»»

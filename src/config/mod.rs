//! Configuration management subsystem.
//!
//! # Data Flow
//! ```text
//! config file (TOML)
//!     → loader.rs (parse & deserialize)
//!     → validation.rs (semantic checks)
//!     → GatewayConfig (validated, immutable)
//!     → routes handed to routing::RouteTable
//! ```
//!
//! # Design Decisions
//! - Config is loaded once; routes never change while serving
//! - All fields have defaults to allow minimal configs
//! - Validation separates syntactic (serde) from semantic checks

pub mod loader;
pub mod schema;
pub mod validation;

pub use loader::{load_config, parse_config, ConfigError};
pub use schema::{
    CorsConfig, GatewayConfig, ListenerConfig, LogFormat, ObservabilityConfig, ShutdownConfig,
    TimeoutConfig,
};
//! Path-prefix HTTP gateway.
//!
//! # Architecture Overview
//!
//! ```text
//!                       ┌──────────────────────────────────────────────────┐
//!                       │                     GATEWAY                      │
//!   Client Request      │  ┌──────────┐   ┌────────────┐   ┌────────────┐  │
//!   ────────────────────┼─▶│   net    │──▶│ access log │──▶│  routing   │  │
//!                       │  │ listener │   │ + capture  │   │  (prefix)  │  │
//!                       │  └──────────┘   └────────────┘   └─────┬──────┘  │
//!                       │                                        ▼         │
//!   Client Response     │                 ┌────────────┐   ┌────────────┐  │
//!   ◀───────────────────┼─────────────────│  response  │◀──│ forwarder  │◀─┼── Backend
//!                       │                 │  streamed  │   │ + director │  │
//!                       │                 └────────────┘   └────────────┘  │
//!                       │   lifecycle: Starting → Serving → Draining → Stopped
//!                       └──────────────────────────────────────────────────┘
//! ```

use std::path::PathBuf;

use clap::Parser;
use path_gateway::config::load_config;
use path_gateway::lifecycle::{signals, startup, Shutdown};
use path_gateway::observability::logging;
use path_gateway::RouteTable;

#[derive(Parser)]
#[command(name = "path-gateway")]
#[command(about = "Forward /<route>/... to configured backends", long_about = None)]
struct Cli {
    /// Path to the TOML configuration file.
    #[arg(short, long, default_value = "config.toml")]
    config: PathBuf,

    /// Override `listener.bind_address`.
    #[arg(short, long)]
    bind: Option<String>,

    /// Validate the configuration and exit.
    #[arg(long)]
    check: bool,
}

#[tokio::main]
async fn main() -> Result<(), Box<dyn std::error::Error>> {
    let cli = Cli::parse();

    let mut config = load_config(&cli.config)?;
    if let Some(bind) = cli.bind {
        config.listener.bind_address = bind;
    }

    if cli.check {
        let routes = RouteTable::from_config(&config.routes)?;
        println!("configuration OK: {} route(s)", routes.len());
        return Ok(());
    }

    logging::init(&config.observability)?;

    tracing::info!("path-gateway v{} starting", env!("CARGO_PKG_VERSION"));
    tracing::info!(
        config = %cli.config.display(),
        bind_address = %config.listener.bind_address,
        routes = config.routes.len(),
        drain_timeout_secs = config.shutdown.drain_timeout_secs,
        "Configuration loaded"
    );

    let (server, listener) = startup::start(config).await?;

    let shutdown = Shutdown::new();
    let server_shutdown = shutdown.subscribe();
    signals::trigger_on_signal(shutdown);

    server.run(listener, server_shutdown).await?;

    tracing::info!("Shutdown complete");
    Ok(())
}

««

**Problem to solve**
Each record must be transcribed word for word.

**Solution**
filename src/config/mod.rs
//! Configuration management subsystem.
//!
//! # Data Flow
//! ```text
//! config file (TOML)
//!     → loader.rs (parse & deserialize)
//!     → validation.rs (semantic checks)
//!     → GatewayConfig (validated, immutable)
//!     → routes handed to routing::RouteTable
//! ```
//!
//! # Design Decisions
//! - Config is loaded once; routes never change while serving
//! - All fields have defaults to allow minimal configs
//! - Validation separates syntactic (serde) from semantic checks

pub mod loader;
pub mod schema;
pub mod validation;

pub use loader::{load_config, parse_config, ConfigError};
pub use schema::{
    CorsConfig, GatewayConfig, ListenerConfig, LogFormat, ObservabilityConfig, ShutdownConfig,
    TimeoutConfig,
};
//! Path-prefix HTTP gateway.
//!
//! # Architecture Overview
//!
//! ```text
//!                       ┌──────────────────────────────────────────────────┐
//!                       │                     GATEWAY                      │
//!   Client Request      │  ┌──────────┐   ┌────────────┐   ┌────────────┐  │
//!   ────────────────────┼─▶│   net    │──▶│ access log │──▶│  routing   │  │
//!                       │  │ listener │   │ + capture  │   │  (prefix)  │  │
//!                       │  └──────────┘   └────────────┘   └─────┬──────┘  │
//!                       │                                        ▼         │
//!   Client Response     │                 ┌────────────┐   ┌────────────┐  │
//!   ◀───────────────────┼─────────────────│  response  │◀──│ forwarder  │◀─┼── Backend
//!                       │                 │  streamed  │   │ + director │  │
//!                       │                 └────────────┘   └────────────┘  │
//!                       │   lifecycle: Starting → Serving → Draining → Stopped
//!                       └──────────────────────────────────────────────────┘
//! ```

use std::path::PathBuf;

use clap::Parser;
use path_gateway::config::load_config;
use path_gateway::lifecycle::{signals, startup, Shutdown};
use path_gateway::observability::logging;
use path_gateway::RouteTable;

#[derive(Parser)]
#[command(name = "path-gateway")]
#[command(about = "Forward /<route>/... to configured backends", long_about = None)]
struct Cli {
    /// Path to the TOML configuration file.
    #[arg(short, long, default_value = "config.toml")]
    config: PathBuf,

    /// Override `listener.bind_address`.
    #[arg(short, long)]
    bind: Option<String>,

    /// Validate the configuration and exit.
    #[arg(long)]
    check: bool,
}

#[tokio::main]
async fn main() -> Result<(), Box<dyn std::error::Error>> {
    let cli = Cli::parse();

    let mut config = load_config(&cli.config)?;
    if let Some(bind) = cli.bind {
        config.listener.bind_address = bind;
    }

    if cli.check {
        let routes = RouteTable::from_config(&config.routes)?;
        println!("configuration OK: {} route(s)", routes.len());
        return Ok(());
    }

    logging::init(&config.observability)?;

    tracing::info!("path-gateway v{} starting", env!("CARGO_PKG_VERSION"));
    tracing::info!(
        config = %cli.config.display(),
        bind_address = %config.listener.bind_address,
        routes = config.routes.len(),
        drain_timeout_secs = config.shutdown.drain_timeout_secs,
        "Configuration loaded"
    );

    let (server, listener) = startup::start(config).await?;

    let shutdown = Shutdown::new();
    let server_shutdown = shutdown.subscribe();
    signals::trigger_on_signal(shutdown);

    server.run(listener, server_shutdown).await?;

    tracing::info!("Shutdown complete");
    Ok(())
}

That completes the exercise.